• [Data extracts]
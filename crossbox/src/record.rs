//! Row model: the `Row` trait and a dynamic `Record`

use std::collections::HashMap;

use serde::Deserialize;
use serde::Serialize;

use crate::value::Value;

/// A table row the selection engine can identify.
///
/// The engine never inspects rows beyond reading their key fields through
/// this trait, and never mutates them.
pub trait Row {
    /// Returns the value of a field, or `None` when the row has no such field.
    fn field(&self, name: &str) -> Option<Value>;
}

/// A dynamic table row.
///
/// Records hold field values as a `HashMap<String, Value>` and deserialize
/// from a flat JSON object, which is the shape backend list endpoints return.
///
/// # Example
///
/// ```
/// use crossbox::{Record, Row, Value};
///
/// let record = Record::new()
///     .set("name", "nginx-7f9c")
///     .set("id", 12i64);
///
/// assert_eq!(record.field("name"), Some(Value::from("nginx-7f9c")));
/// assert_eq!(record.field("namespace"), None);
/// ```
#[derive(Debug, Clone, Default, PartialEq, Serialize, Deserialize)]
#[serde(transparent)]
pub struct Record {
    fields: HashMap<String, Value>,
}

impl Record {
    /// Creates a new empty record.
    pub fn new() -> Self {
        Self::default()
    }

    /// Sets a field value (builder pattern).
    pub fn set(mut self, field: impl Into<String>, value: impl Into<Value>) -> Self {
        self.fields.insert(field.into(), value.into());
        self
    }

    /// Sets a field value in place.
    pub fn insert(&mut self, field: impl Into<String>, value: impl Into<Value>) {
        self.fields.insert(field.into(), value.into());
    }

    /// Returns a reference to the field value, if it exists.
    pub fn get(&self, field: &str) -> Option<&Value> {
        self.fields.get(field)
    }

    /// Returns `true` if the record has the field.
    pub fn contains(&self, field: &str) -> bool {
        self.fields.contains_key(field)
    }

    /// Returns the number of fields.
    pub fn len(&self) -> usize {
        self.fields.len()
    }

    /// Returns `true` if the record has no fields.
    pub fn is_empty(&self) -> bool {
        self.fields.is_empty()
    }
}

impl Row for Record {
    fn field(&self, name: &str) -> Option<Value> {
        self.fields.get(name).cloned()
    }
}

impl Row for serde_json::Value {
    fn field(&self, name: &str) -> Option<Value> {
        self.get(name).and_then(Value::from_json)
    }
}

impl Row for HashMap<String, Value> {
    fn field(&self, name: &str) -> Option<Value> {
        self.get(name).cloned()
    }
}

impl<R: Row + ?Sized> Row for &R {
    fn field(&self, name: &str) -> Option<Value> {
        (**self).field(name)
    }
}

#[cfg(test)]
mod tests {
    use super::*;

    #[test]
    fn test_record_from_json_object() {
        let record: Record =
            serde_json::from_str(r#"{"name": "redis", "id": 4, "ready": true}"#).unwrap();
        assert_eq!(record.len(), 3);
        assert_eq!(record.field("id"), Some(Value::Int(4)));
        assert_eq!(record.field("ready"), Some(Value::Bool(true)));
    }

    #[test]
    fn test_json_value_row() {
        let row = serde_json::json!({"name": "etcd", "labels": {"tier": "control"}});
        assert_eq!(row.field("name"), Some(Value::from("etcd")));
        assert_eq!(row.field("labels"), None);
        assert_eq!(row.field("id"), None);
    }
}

• [Exercise goal] Would you copy all lines in the records where the string "labels" appears?

• [Result for this task]
        let row = serde_json::json!({"name": "etcd", "labels": {"tier": "control"}});
        assert_eq!(row.field("labels"), None);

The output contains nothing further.